MicroRNA 182 promotes T helper 1 cell by repressing hypoxia induced factor 1 alpha in experimental autoimmune encephalomyelitis

MicroRNA 182 is important for the clonal expansion of CD4+ T cells (Th) following IL‐2 stimulation and is a potential therapeutic target for autoimmune diseases. In the present study, we investigated the role of microRNA 182 in the differentiation of pro‐inflammatory CD4+ T helper cell by overexpressing or silencing microRNA 182 expression both in in vivo and in vitro settings. We report that in the studied Chinese cohort, microRNA 182 is upregulated in patients with relapse and remitting multiple sclerosis (RRMS) and this upregulation is associated with increased IFN‐γ producing CD4+ Th1 cells in the circulation.
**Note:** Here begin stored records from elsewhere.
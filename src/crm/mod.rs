//! CRM protocol adapter.
//!
//! Owns every wire interaction with the tenant's CRM. Knows nothing about
//! tenants or messaging: callers hand in credentials per call.

pub mod phone;
pub mod types;
pub mod vtiger;

pub use phone::PhoneVariants;
pub use types::{ContactDetails, CreatedRecord, CrmContact, CrmModule, CrmRecord, NewLead};
pub use vtiger::VtigerClient;

use async_trait::async_trait;

use crate::error::CrmError;
use crate::tenant::CrmCredentials;

/// Typed CRM operations.
///
/// Implementations attempt each call once; retry policy belongs to callers.
#[async_trait]
pub trait CrmAdapter: Send + Sync {
    /// Find a Lead, then a Contact, by any stored form of `phone`.
    async fn search_by_phone(
        &self,
        creds: &CrmCredentials,
        phone: &str,
    ) -> Result<CrmContact, CrmError>;

    /// Find a Lead, then a Contact, by exact email.
    async fn search_by_email(
        &self,
        creds: &CrmCredentials,
        email: &str,
    ) -> Result<CrmContact, CrmError>;

    async fn create_lead(
        &self,
        creds: &CrmCredentials,
        lead: &NewLead,
    ) -> Result<CreatedRecord, CrmError>;

    /// Fetch the full record.
    async fn retrieve(&self, creds: &CrmCredentials, id: &str) -> Result<CrmRecord, CrmError>;

    /// Retrieve, shallow-merge `updates`, and write the merged record back.
    async fn update_record(
        &self,
        creds: &CrmCredentials,
        id: &str,
        updates: &CrmRecord,
    ) -> Result<CrmRecord, CrmError>;

    /// Attach a comment to any record, whatever its module.
    async fn add_note(
        &self,
        creds: &CrmCredentials,
        record_id: &str,
        text: &str,
    ) -> Result<CreatedRecord, CrmError>;

    /// Run the session handshake only.
    async fn test_connection(&self, creds: &CrmCredentials) -> Result<(), CrmError>;
}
In the murine experimental autoimmune encephalomyelitis (EAE) model, global microRNA 182 overexpression exacerbates clinical symptoms and results in augmented CD4+IFN‐γ+ Th1 and CD4+IL‐17+ Th17 differentiation in vivo. Addition of microRNA 182 mimics in vitro represses both the protein expression and transcriptional activity of hypoxia induced factor 1α (HIF‐1α) but increases the level of IFN‐γ transcripts in sorted murine CD4+ T cells. Together, our results provide evidence that microRNA 182 may be one of the transitional hubs contribution to regulate Th cells expansion in response to self‐antigens and differentiation of antigen specific Th cells during the progression of autoimmune inflammations. microRNA‐182 was increased in the circulating Th cells which associated with Th17 and Th1 increasing during MS and EAE. Hif‐1α might be a negative regulator of Th1 differentiation. microRNA‐182 has the binding site with Hif‐1α mRNA and could down‐regulate Hif‐1α level. Thus microRNA‐182 further promote the differentiation of Th1 cells.